EXERCISE REQUIREMENTS →
Every line below that holds "north" must be copied.

Saved data entries →
Content starts
use std::sync::Arc;

use dataplane_anonymize::PayloadTransform;
use tokio::runtime::Handle;

use super::http::HttpClient;
use super::request::RequestFactory;
use super::sink::{DataSink, HttpDataSink};
use super::source::{DataSource, HttpDataSource};
use crate::core::RequestParamsProvider;
use crate::data::config::{DEFAULT_DATA_TYPE, DEFAULT_PARTITION_SIZE};
use crate::data::{HttpDataAddress, TransferContext};
use crate::error::{Error, Result};

/// Builds data sources for the transfers it can handle.
pub trait DataSourceFactory: Send + Sync {
    fn can_handle(&self, ctx: &TransferContext) -> bool;

    /// Dry-build the source, reporting why it cannot be built.
    fn validate_request(&self, ctx: &TransferContext) -> Result<()>;

    fn create_source(&self, ctx: &TransferContext) -> Result<Box<dyn DataSource>>;
}

/// Builds data sinks for the transfers it can handle.
pub trait DataSinkFactory: Send + Sync {
    fn can_handle(&self, ctx: &TransferContext) -> bool;

    /// Dry-build the sink, reporting why it cannot be built.
    fn validate_request(&self, ctx: &TransferContext) -> Result<()>;

    fn create_sink(&self, ctx: &TransferContext) -> Result<Box<dyn DataSink>>;
}

/// Creates [`HttpDataSource`]s for sources of the configured data type.
pub struct HttpDataSourceFactory<C> {
    client: Arc<C>,
    provider: Arc<RequestParamsProvider>,
    request_factory: RequestFactory,
    data_type: String,
    transform: Option<Arc<dyn PayloadTransform>>,
}

impl<C: HttpClient> HttpDataSourceFactory<C> {
    pub fn new(
        client: Arc<C>,
        provider: Arc<RequestParamsProvider>,
        request_factory: RequestFactory,
    ) -> Self {
        Self {
            client,
            provider,
            request_factory,
            data_type: DEFAULT_DATA_TYPE.to_string(),
            transform: None,
        }
    }

    #[must_use]
    pub fn with_data_type(mut self, data_type: impl Into<String>) -> Self {
        self.data_type = data_type.into();
        self
    }

    #[must_use]
    pub fn with_transform(mut self, transform: Arc<dyn PayloadTransform>) -> Self {
        self.transform = Some(transform);
        self
    }

    pub fn data_type(&self) -> &str {
        &self.data_type
    }

    pub fn build_source(&self, ctx: &TransferContext) -> Result<HttpDataSource<C>> {
        let address = HttpDataAddress::try_from(&ctx.source)?;
        let params = self.provider.provide_source_params(ctx)?;
        let mut source = HttpDataSource::new(
            Arc::clone(&self.client),
            self.request_factory,
            params,
            ctx.id.clone(),
        )
        .with_name(address.name.unwrap_or_default());
        if let Some(transform) = &self.transform {
            source = source.with_transform(Arc::clone(transform));
        }
        Ok(source)
    }
}

impl<C: HttpClient> DataSourceFactory for HttpDataSourceFactory<C> {
    fn can_handle(&self, ctx: &TransferContext) -> bool {
        ctx.source.kind == self.data_type
    }

    fn validate_request(&self, ctx: &TransferContext) -> Result<()> {
        self.build_source(ctx)
            .map(|_| ())
            .map_err(|e| Error::Validation(format!("Failed to build HttpDataSource: {e}")))
    }

    fn create_source(&self, ctx: &TransferContext) -> Result<Box<dyn DataSource>> {
        Ok(Box::new(self.build_source(ctx)?))
    }
}

/// Creates [`HttpDataSink`]s for destinations of the configured data type.
pub struct HttpDataSinkFactory<C> {
    client: Arc<C>,
    provider: Arc<RequestParamsProvider>,
    request_factory: RequestFactory,
    handle: Handle,
    partition_size: usize,
    data_type: String,
}

impl<C: HttpClient> HttpDataSinkFactory<C> {
    pub fn new(
        client: Arc<C>,
        provider: Arc<RequestParamsProvider>,
        request_factory: RequestFactory,
        handle: Handle,
    ) -> Self {
        Self {
            client,
            provider,
            request_factory,
            handle,
            partition_size: DEFAULT_PARTITION_SIZE,
            data_type: DEFAULT_DATA_TYPE.to_string(),
        }
    }

    #[must_use]
    pub fn with_partition_size(mut self, partition_size: usize) -> Self {
        self.partition_size = partition_size;
        self
    }

    #[must_use]
    pub fn with_data_type(mut self, data_type: impl Into<String>) -> Self {
        self.data_type = data_type.into();
        self
    }

    pub fn data_type(&self) -> &str {
        &self.data_type
    }

    pub fn build_sink(&self, ctx: &TransferContext) -> Result<HttpDataSink<C>> {
        let params = self.provider.provide_sink_params(ctx)?;
        Ok(HttpDataSink::new(
            Arc::clone(&self.client),
            self.request_factory,
            params,
            ctx.id.clone(),
            self.handle.clone(),
            self.partition_size,
        ))
    }
}

impl<C: HttpClient> DataSinkFactory for HttpDataSinkFactory<C> {
    fn can_handle(&self, ctx: &TransferContext) -> bool {
        ctx.destination.kind == self.data_type
    }

    fn validate_request(&self, ctx: &TransferContext) -> Result<()> {
        self.build_sink(ctx)
            .map(|_| ())
            .map_err(|e| Error::Validation(format!("Failed to build HttpDataSink: {e}")))
    }

    fn create_sink(&self, ctx: &TransferContext) -> Result<Box<dyn DataSink>> {
        Ok(Box::new(self.build_sink(ctx)?))
    }
}
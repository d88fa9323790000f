//! Redaction of building records travelling through the data plane.
//!
//! The payload returned by a building-data endpoint carries the name of
//! its data trustee. When that trustee is one of the configured providers,
//! the owner's first and last name are masked before the bytes reach the
//! consumer. Every failure degrades to passing the original bytes through.

mod error;
mod model;
mod transform;

pub use error::TransformError;
pub use model::BuildingRecord;
pub use transform::{AnonymizingTransform, DEFAULT_TRUSTEE, PayloadTransform, mask};
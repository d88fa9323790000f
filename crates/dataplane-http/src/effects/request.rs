use bytes::Bytes;

use super::body::{BodySupplier, ChunkedTransferBody, NonChunkedTransferBody, TransferBody};
use super::http::HttpRequest;
use crate::data::RequestParams;
use crate::error::Result;

const CONTENT_TYPE: &str = "Content-Type";

/// Turns [`RequestParams`] into [`HttpRequest`]s.
///
/// Method, URL and headers are copied verbatim from the params, except
/// that a `Content-Type` header is left out when a body is attached: the
/// body carries the content type of the params.
#[derive(Debug, Clone, Copy, Default)]
pub struct RequestFactory;

impl RequestFactory {
    pub fn new() -> Self {
        Self
    }

    /// Request without a streamed body, used on the read side. A fixed
    /// body carried by the params is sent buffered.
    pub fn to_request(&self, params: &RequestParams) -> Result<HttpRequest> {
        let body = params.body().map(|body| {
            TransferBody::NonChunked(NonChunkedTransferBody::from_bytes(
                Bytes::copy_from_slice(body.as_bytes()),
                params.content_type(),
            ))
        });
        self.build(params, body)
    }

    /// Request carrying the supplied body, used on the write side.
    ///
    /// With `non_chunked_body` set the body is read into memory now and
    /// sent with a `Content-Length`; otherwise it streams from the supplier
    /// when the request is written.
    pub async fn to_request_with_body(
        &self,
        params: &RequestParams,
        supplier: BodySupplier,
    ) -> Result<HttpRequest> {
        let body = if params.non_chunked_body() {
            TransferBody::NonChunked(NonChunkedTransferBody::new(supplier, params.content_type()).await)
        } else {
            TransferBody::Chunked(ChunkedTransferBody::new(supplier, params.content_type()))
        };
        self.build(params, Some(body))
    }

    fn build(&self, params: &RequestParams, body: Option<TransferBody>) -> Result<HttpRequest> {
        let headers = params
            .headers()
            .iter()
            .filter(|(name, _)| body.is_none() || !name.eq_ignore_ascii_case(CONTENT_TYPE))
            .cloned()
            .collect();
        Ok(HttpRequest {
            method: params.method().to_string(),
            url: params.url()?,
            headers,
            body,
        })
    }
}

#[cfg(test)]
mod tests {
    use futures_util::stream;

    use super::*;
    use crate::effects::http::ByteStream;

    fn params(non_chunked: bool) -> RequestParams {
        let mut builder = RequestParams::builder();
        builder
            .method("put")
            .base_url("https://consumer.example")
            .path("buildings")
            .query_param("tenant", "north")
            .header("X-Api-Key", "k")
            .content_type("application/json")
            .non_chunked_body(non_chunked);
        builder.build().unwrap()
    }

    fn supplier() -> BodySupplier {
        Box::new(|| Ok(Box::pin(stream::iter([Ok::<_, std::io::Error>(Bytes::from_static(b"{}"))])) as ByteStream))
    }

    #[tokio::test]
    async fn copies_params_and_picks_body_encoding() {
        let factory = RequestFactory::new();

        let buffered = factory.to_request_with_body(&params(true), supplier()).await.unwrap();
        assert_eq!(buffered.method, "PUT");
        assert_eq!(buffered.url.as_str(), "https://consumer.example/buildings?tenant=north");
        assert_eq!(buffered.header("X-Api-Key"), Some("k"));
        let body = buffered.body.unwrap();
        assert_eq!(body.content_length(), Some(2));
        assert_eq!(body.content_type(), "application/json");

        let streamed = factory.to_request_with_body(&params(false), supplier()).await.unwrap();
        assert!(streamed.body.unwrap().is_chunked());
    }

    #[test]
    fn read_request_has_no_body_unless_params_carry_one() {
        let factory = RequestFactory::new();
        assert!(factory.to_request(&params(false)).unwrap().body.is_none());

        let mut builder = RequestParams::builder();
        builder.method("POST").base_url("https://provider.example").body("{\"q\":1}");
        let request = factory.to_request(&builder.build().unwrap()).unwrap();
        assert_eq!(request.body.unwrap().content_length(), Some(7));
    }

    #[tokio::test]
    async fn body_content_type_replaces_header() {
        let factory = RequestFactory::new();
        let mut builder = RequestParams::builder();
        builder
            .method("POST")
            .base_url("https://consumer.example")
            .header("content-type", "text/plain")
            .header("X-Api-Key", "k")
            .content_type("application/json");
        let params = builder.build().unwrap();

        let request = factory.to_request_with_body(&params, supplier()).await.unwrap();
        assert_eq!(request.header("Content-Type"), None);
        assert_eq!(request.header("X-Api-Key"), Some("k"));
        assert_eq!(request.body.unwrap().content_type(), "application/json");

        let read = factory.to_request(&params).unwrap();
        assert_eq!(read.header("Content-Type"), Some("text/plain"));
    }
}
Content ends
EXERCISE ANSWER →
            .query_param("tenant", "north")
        assert_eq!(buffered.url.as_str(), "https://consumer.example/buildings?tenant=north");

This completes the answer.